[What needs to be done]: Copy out all the data, word for word.

Collected data:
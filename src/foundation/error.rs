/// Convenience result type used across the crate.
pub type RigResult<T> = Result<T, RigError>;

/// Top-level error taxonomy for the rig-building pipeline.
#[derive(thiserror::Error, Debug)]
pub enum RigError {
    /// Invalid settings, missing handles, or an incomplete skeleton.
    #[error("validation error: {0}")]
    Validation(String),

    /// Mesh production or measurement failed.
    #[error("geometry error: {0}")]
    Geometry(String),

    /// Keyframe tracks were built or sampled incorrectly.
    #[error("animation error: {0}")]
    Animation(String),

    /// Pose evaluation failed for a frame.
    #[error("evaluation error: {0}")]
    Evaluation(String),

    /// Errors when serializing or deserializing data structures.
    #[error("serialization error: {0}")]
    Serde(String),

    /// Wrapped lower-level error from dependencies or IO.
    #[error(transparent)]
    Other(#[from] anyhow::Error),
}

impl RigError {
    /// Build a [`RigError::Validation`] value.
    pub fn validation(msg: impl Into<String>) -> Self {
        Self::Validation(msg.into())
    }

    /// Build a [`RigError::Geometry`] value.
    pub fn geometry(msg: impl Into<String>) -> Self {
        Self::Geometry(msg.into())
    }

    /// Build a [`RigError::Animation`] value.
    pub fn animation(msg: impl Into<String>) -> Self {
        Self::Animation(msg.into())
    }

    /// Build a [`RigError::Evaluation`] value.
    pub fn evaluation(msg: impl Into<String>) -> Self {
        Self::Evaluation(msg.into())
    }

    /// Build a [`RigError::Serde`] value.
    pub fn serde(msg: impl Into<String>) -> Self {
        Self::Serde(msg.into())
    }
}

#[cfg(test)]
#[path = "../../tests/unit/foundation/error.rs"]
mod tests;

[Written reply]:
filename src/foundation/error.rs
/// Convenience result type used across the crate.
pub type RigResult<T> = Result<T, RigError>;

/// Top-level error taxonomy for the rig-building pipeline.
#[derive(thiserror::Error, Debug)]
pub enum RigError {
    /// Invalid settings, missing handles, or an incomplete skeleton.
    #[error("validation error: {0}")]
    Validation(String),

    /// Mesh production or measurement failed.
    #[error("geometry error: {0}")]
    Geometry(String),

    /// Keyframe tracks were built or sampled incorrectly.
    #[error("animation error: {0}")]
    Animation(String),

    /// Pose evaluation failed for a frame.
    #[error("evaluation error: {0}")]
    Evaluation(String),

    /// Errors when serializing or deserializing data structures.
    #[error("serialization error: {0}")]
    Serde(String),

    /// Wrapped lower-level error from dependencies or IO.
    #[error(transparent)]
    Other(#[from] anyhow::Error),
}

impl RigError {
    /// Build a [`RigError::Validation`] value.
    pub fn validation(msg: impl Into<String>) -> Self {
        Self::Validation(msg.into())
    }

    /// Build a [`RigError::Geometry`] value.
    pub fn geometry(msg: impl Into<String>) -> Self {
        Self::Geometry(msg.into())
    }

    /// Build a [`RigError::Animation`] value.
    pub fn animation(msg: impl Into<String>) -> Self {
        Self::Animation(msg.into())
    }

    /// Build a [`RigError::Evaluation`] value.
    pub fn evaluation(msg: impl Into<String>) -> Self {
        Self::Evaluation(msg.into())
    }

    /// Build a [`RigError::Serde`] value.
    pub fn serde(msg: impl Into<String>) -> Self {
        Self::Serde(msg.into())
    }
}

#[cfg(test)]
#[path = "../../tests/unit/foundation/error.rs"]
mod tests;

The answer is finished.